Le ministère des Armées a rendu public, mercredi 2 juin, son rapport annuel au Parlement sur les exportations d’armes. Un exercice de transparence très encadré, en vigueur depuis plus de vingt ans, mais qui donne un aperçu des ventes d’armes françaises à l’étranger, un secteur dans lequel la France occupe traditionnellement le haut du tableau, et où elle se hisse encore, en 2020, à la troisième place mondiale.

Avec 4,9 milliards d’euros d’exportations totales en 2020, la France est ainsi derrière les États-Unis (avec 175 milliards de dollars, 143,6 milliards d’euros) et la Russie (environ 50 milliards de dollars). Le montant global des exportations françaises est cependant en forte baisse par rapport à 2019, année où Paris a vendu 8,3 milliards d’euros d’armes à l’étranger. Une baisse qui s’explique en grande partie par la crise sanitaire.

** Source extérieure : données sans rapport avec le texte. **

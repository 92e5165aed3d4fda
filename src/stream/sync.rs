//! Frame synchronization: header lock-on, resync, double-buffered bodies
//!
//! The input is a self-synchronizing bitstream with no out-of-band
//! framing, so a header can start at any byte offset and a plausible sync
//! pattern can appear inside audio data. `read_next` locks on by reading a
//! 32-bit candidate word and, on mismatch, shifting it one byte at a time
//! until a word survives both the pre-filter and full decoding, within a
//! bounded budget.
//!
//! Bodies land in one of two fixed buffers toggled per frame, so the
//! previous frame's trailing bytes stay addressable after the current
//! frame is read. Layer III needs them: its bit reservoir lets a frame's
//! main data begin inside the previous frame's body, reconstructed here by
//! `set_backstep`. Only one prior frame is ever needed, which is why two
//! buffers suffice.

use crate::error::SyncError;
use crate::mpeg::header::{self, FrameHeader};
use crate::mpeg::size::{self, MAX_FRAME_SIZE};
use crate::stream::source::{full_read, ByteSource, StreamInfo};
use log::warn;

/// Guard bytes ahead of each body region. The backstep may place the
/// cursor up to this far before the body start, so each buffer reserves
/// the space rather than checking at runtime.
pub const GUARD: usize = 512;

/// Upper bound on byte-shift attempts while hunting for a frame header.
/// Keeps a stream with no valid audio from turning into an unbounded scan
/// while still riding out realistic corruption and tag gaps.
pub const RESYNC_LIMIT: usize = 1024 * 1024;

/// Descriptor for the most recently synchronized frame.
///
/// One instance is reused across reads; `read_next` repopulates it on
/// every successful call. The previous contents only matter as Layer III
/// backstep context, which the synchronizer tracks internally.
#[derive(Debug, Clone, Default)]
pub struct Frame {
    pub header: FrameHeader,
    /// Body bytes following the 4-byte header word.
    pub frame_size: usize,
    /// Side-information bytes at the start of the body (Layer III only).
    pub side_info_size: usize,
}

impl Frame {
    pub fn new() -> Self {
        Frame::default()
    }

    /// Decode `word` into this descriptor. Returns false when the word is
    /// unusable: free-format bitrate, reserved fields, or a frame size out
    /// of bounds. The descriptor is only updated on success.
    pub fn decode(&mut self, word: u32) -> bool {
        let header = match FrameHeader::decode(word) {
            Some(h) => h,
            None => return false,
        };
        let frame_size = match size::frame_size(&header) {
            Some(s) => s,
            None => return false,
        };
        self.header = header;
        self.frame_size = frame_size;
        self.side_info_size = header.side_info_size();
        true
    }
}

/// Byte-and-bit position into the active frame buffer.
///
/// Reset to the body start on every `read_next`; advanced by the external
/// layer decoder and repositioned by `set_backstep`. `byte` indexes the
/// full buffer returned by [`FrameSynchronizer::buffer`], guard included.
#[derive(Debug, Clone, Copy, Default, PartialEq, Eq)]
pub struct BitCursor {
    pub byte: usize,
    pub bit: u8,
}

/// Locates frame boundaries in a byte source and owns all mutable decode
/// state: the two body buffers, the bit cursor, and the stream
/// bookkeeping. One writer, no locks; independent decodes take
/// independent instances.
pub struct FrameSynchronizer<S> {
    pub(crate) source: S,
    pub(crate) info: StreamInfo,
    buffers: [Box<[u8]>; 2],
    active: usize,
    prev_frame_size: usize,
    cursor: BitCursor,
}

impl<S: ByteSource> FrameSynchronizer<S> {
    pub fn new(source: S) -> Self {
        let network_stream = !source.is_seekable();
        FrameSynchronizer {
            source,
            info: StreamInfo {
                network_stream,
                ..StreamInfo::default()
            },
            buffers: [
                vec![0u8; GUARD + MAX_FRAME_SIZE].into_boxed_slice(),
                vec![0u8; GUARD + MAX_FRAME_SIZE].into_boxed_slice(),
            ],
            active: 1,
            prev_frame_size: 0,
            cursor: BitCursor::default(),
        }
    }

    pub fn stream_info(&self) -> &StreamInfo {
        &self.info
    }

    pub fn stream_info_mut(&mut self) -> &mut StreamInfo {
        &mut self.info
    }

    pub fn into_source(self) -> S {
        self.source
    }

    /// Full active buffer, guard region included. The body of the current
    /// frame starts at [`GUARD`].
    pub fn buffer(&self) -> &[u8] {
        &self.buffers[self.active]
    }

    /// Body region of the current frame, guard excluded. The slice runs to
    /// buffer capacity; the valid prefix is the frame's `frame_size`.
    pub fn body(&self) -> &[u8] {
        &self.buffers[self.active][GUARD..]
    }

    pub fn cursor(&self) -> BitCursor {
        self.cursor
    }

    pub fn cursor_mut(&mut self) -> &mut BitCursor {
        &mut self.cursor
    }

    /// Zero both body buffers. Called before seeks so stale reservoir
    /// bytes from the pre-seek position cannot leak into the first frame
    /// decoded afterwards.
    pub fn reset(&mut self) {
        for buffer in &mut self.buffers {
            buffer.fill(0);
        }
    }

    /// Synchronize on the next frame and read its body.
    ///
    /// `Ok(true)` leaves `frame` describing the new frame, its body in
    /// [`FrameSynchronizer::body`], and the cursor at the body start.
    /// `Ok(false)` is clean end of stream, including a truncated header
    /// word and end of stream hit while resynchronizing. Every byte
    /// skipped during resynchronization is deducted from
    /// `stream_info().total_bytes`.
    pub fn read_next(&mut self, frame: &mut Frame) -> Result<bool, SyncError> {
        // Previous body length, needed if the next frame backsteps.
        self.prev_frame_size = frame.frame_size;

        let mut head = [0u8; 4];
        if full_read(&mut self.source, &mut head)? != 4 {
            self.info.end_of_stream = true;
            return Ok(false);
        }
        let mut word = u32::from_be_bytes(head);

        if !header::check(word) || !frame.decode(word) {
            let mut tries = 0usize;
            loop {
                tries += 1;
                let mut next = [0u8; 1];
                if full_read(&mut self.source, &mut next)? == 0 {
                    self.info.end_of_stream = true;
                    return Ok(false);
                }
                word = (word << 8) | u32::from(next[0]);
                if (header::check(word) && frame.decode(word)) || tries >= RESYNC_LIMIT {
                    break;
                }
            }
            if tries >= RESYNC_LIMIT {
                return Err(SyncError::Desync { scanned: tries });
            }
            warn!("illegal bitstream, skipped {} bytes to regain sync", tries);
            self.info.total_bytes = self.info.total_bytes.saturating_sub(tries as u64);
        }

        // Flip to the other buffer; the one just vacated keeps the
        // previous body for the Layer III backstep.
        self.active = 1 - self.active;

        let body = &mut self.buffers[self.active][GUARD..GUARD + frame.frame_size];
        let got = full_read(&mut self.source, body)?;
        if got == 0 {
            self.info.end_of_stream = true;
            return Ok(false);
        }
        if got < frame.frame_size {
            // Truncated final frame: decode it degraded rather than
            // rejecting the whole stream.
            body[got..].fill(0);
        }

        self.cursor = BitCursor {
            byte: GUARD,
            bit: 0,
        };
        Ok(true)
    }

    /// Reposition the cursor for a Layer III frame whose main data begins
    /// `backstep` bytes back in the bit reservoir.
    ///
    /// The cursor lands at `side_info_size - backstep` relative to the
    /// body start, and the last `backstep` bytes of the previous body are
    /// copied there so the reservoir bytes sit contiguously under the
    /// cursor. Callers must keep `backstep` within the guard region and,
    /// when nonzero, within the previous body's length.
    pub fn set_backstep(&mut self, frame: &Frame, backstep: usize) {
        debug_assert!(backstep <= GUARD);
        let pos = GUARD + frame.side_info_size - backstep;
        if backstep > 0 {
            debug_assert!(backstep <= self.prev_frame_size);
            let src_start = GUARD + self.prev_frame_size - backstep;
            let [first, second] = &mut self.buffers;
            let (current, previous) = if self.active == 0 {
                (first, second)
            } else {
                (second, first)
            };
            current[pos..pos + backstep].copy_from_slice(&previous[src_start..src_start + backstep]);
        }
        self.cursor = BitCursor { byte: pos, bit: 0 };
    }
}

#[cfg(test)]
mod tests {
    use super::*;
    use std::io::Cursor;

    // 128 kbps MPEG1 Layer3 at 44100 Hz: 413 body bytes after the header
    const HEADER: [u8; 4] = [0xFF, 0xFB, 0x90, 0x00];
    const BODY: usize = 413;

    /// One frame whose body is filled with `fill`.
    fn frame_bytes(fill: u8) -> Vec<u8> {
        let mut data = HEADER.to_vec();
        data.extend(std::iter::repeat(fill).take(BODY));
        data
    }

    fn sync_over(data: Vec<u8>) -> FrameSynchronizer<Cursor<Vec<u8>>> {
        FrameSynchronizer::new(Cursor::new(data))
    }

    // ==========================================================================
    // CLEAN STREAM TESTS
    // ==========================================================================

    #[test]
    fn test_reads_consecutive_frames_then_eof() {
        let mut data = Vec::new();
        for i in 0..3u8 {
            data.extend(frame_bytes(i));
        }
        let total = data.len() as u64;
        let mut sync = sync_over(data);
        let mut frame = Frame::new();

        for _ in 0..3 {
            assert!(sync.read_next(&mut frame).expect("read should succeed"));
            assert_eq!(frame.frame_size, BODY);
            assert_eq!(frame.header.bitrate_kbps(), 128);
        }
        assert!(!sync.read_next(&mut frame).expect("eof should be clean"));
        assert!(sync.stream_info().end_of_stream);
        // Exactly (4 + body) bytes consumed per frame
        assert_eq!(sync.source.position(), total);
    }

    #[test]
    fn test_body_lands_at_guard_offset() {
        let mut sync = sync_over(frame_bytes(0xAB));
        let mut frame = Frame::new();
        assert!(sync.read_next(&mut frame).unwrap());
        assert_eq!(sync.cursor(), BitCursor { byte: GUARD, bit: 0 });
        assert!(sync.body()[..BODY].iter().all(|&b| b == 0xAB));
    }

    #[test]
    fn test_truncated_final_frame_is_zero_filled() {
        let mut data = frame_bytes(0x55);
        data.truncate(4 + 100);
        let mut sync = sync_over(data);
        let mut frame = Frame::new();

        assert!(sync.read_next(&mut frame).expect("short body should still decode"));
        assert!(sync.body()[..100].iter().all(|&b| b == 0x55));
        assert!(sync.body()[100..BODY].iter().all(|&b| b == 0));
        assert!(!sync.read_next(&mut frame).expect("then clean eof"));
    }

    #[test]
    fn test_truncated_header_word_is_eof() {
        let mut sync = sync_over(vec![0xFF, 0xFB]);
        let mut frame = Frame::new();
        assert!(!sync.read_next(&mut frame).expect("partial header is eof"));
    }

    // ==========================================================================
    // RESYNCHRONIZATION TESTS
    // ==========================================================================

    #[test]
    fn test_resync_skips_leading_garbage_and_accounts_for_it() {
        let garbage = 37usize;
        let mut data = vec![0u8; garbage];
        data.extend(frame_bytes(0x11));
        let total = data.len() as u64;

        let mut sync = sync_over(data);
        sync.stream_info_mut().total_bytes = total;
        let mut frame = Frame::new();

        assert!(sync.read_next(&mut frame).expect("should lock past garbage"));
        assert_eq!(frame.header.sample_rate(), 44100);
        assert_eq!(sync.stream_info().total_bytes, total - garbage as u64);
    }

    #[test]
    fn test_resync_rejects_false_sync_then_locks_real_header() {
        // A sync-looking word with bitrate index 15 must be stepped over
        let mut data = vec![0xFF, 0xFB, 0xF0, 0x00];
        data.extend(frame_bytes(0x22));
        let mut sync = sync_over(data);
        let mut frame = Frame::new();

        assert!(sync.read_next(&mut frame).expect("should lock on real header"));
        assert_eq!(frame.frame_size, BODY);
    }

    #[test]
    fn test_desync_after_budget_exhausted() {
        let data = vec![0u8; RESYNC_LIMIT + 64];
        let mut sync = sync_over(data);
        let mut frame = Frame::new();

        match sync.read_next(&mut frame) {
            Err(SyncError::Desync { scanned }) => assert_eq!(scanned, RESYNC_LIMIT),
            other => panic!("expected desync failure, got {:?}", other),
        }
    }

    #[test]
    fn test_eof_during_resync_is_clean() {
        let mut sync = sync_over(vec![0u8; 100]);
        let mut frame = Frame::new();
        assert!(!sync.read_next(&mut frame).expect("garbage-only short stream is eof"));
        assert!(sync.stream_info().end_of_stream);
    }

    // ==========================================================================
    // BACKSTEP TESTS
    // ==========================================================================

    #[test]
    fn test_backstep_copies_previous_frame_tail() {
        let mut data = frame_bytes(0x77);
        data.extend(frame_bytes(0x88));
        let mut sync = sync_over(data);
        let mut frame = Frame::new();

        assert!(sync.read_next(&mut frame).unwrap());
        assert!(sync.read_next(&mut frame).unwrap());

        let backstep = 11usize;
        sync.set_backstep(&frame, backstep);

        let cursor = sync.cursor();
        assert_eq!(cursor.byte, GUARD + frame.side_info_size - backstep);
        assert_eq!(cursor.bit, 0);
        // The reservoir bytes under the cursor are the previous body tail
        let buffer = sync.buffer();
        assert!(buffer[cursor.byte..cursor.byte + backstep]
            .iter()
            .all(|&b| b == 0x77));
        // Main data still follows at the end of the side info
        assert_eq!(buffer[GUARD + frame.side_info_size + 1], 0x88);
    }

    #[test]
    fn test_backstep_zero_only_moves_cursor() {
        let mut sync = sync_over(frame_bytes(0x10));
        let mut frame = Frame::new();
        assert!(sync.read_next(&mut frame).unwrap());

        sync.set_backstep(&frame, 0);
        assert_eq!(sync.cursor().byte, GUARD + frame.side_info_size);
    }

    #[test]
    fn test_two_buffers_preserve_previous_body() {
        let mut data = frame_bytes(0x01);
        data.extend(frame_bytes(0x02));
        data.extend(frame_bytes(0x03));
        let mut sync = sync_over(data);
        let mut frame = Frame::new();

        assert!(sync.read_next(&mut frame).unwrap());
        assert!(sync.read_next(&mut frame).unwrap());
        assert!(sync.read_next(&mut frame).unwrap());

        // Frame 3 is active; frame 2's body must still be intact in the
        // inactive buffer for a backstep
        sync.set_backstep(&frame, 5);
        let cursor = sync.cursor();
        assert!(sync.buffer()[cursor.byte..cursor.byte + 5]
            .iter()
            .all(|&b| b == 0x02));
    }
}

Parmi les éléments les plus marquants de ce rapport, l’Arabie saoudite est en tête des acheteurs en 2020, avec 703,9 millions de commandes signées avec le royaume wahhabite. Viennent ensuite les Etats-Unis, qui ont importé en 2020 pour 433,6 millions d’euros d’armements français, puis le Maroc (425,9 millions d’euros) et le Royaume-Uni (290 millions d’euros).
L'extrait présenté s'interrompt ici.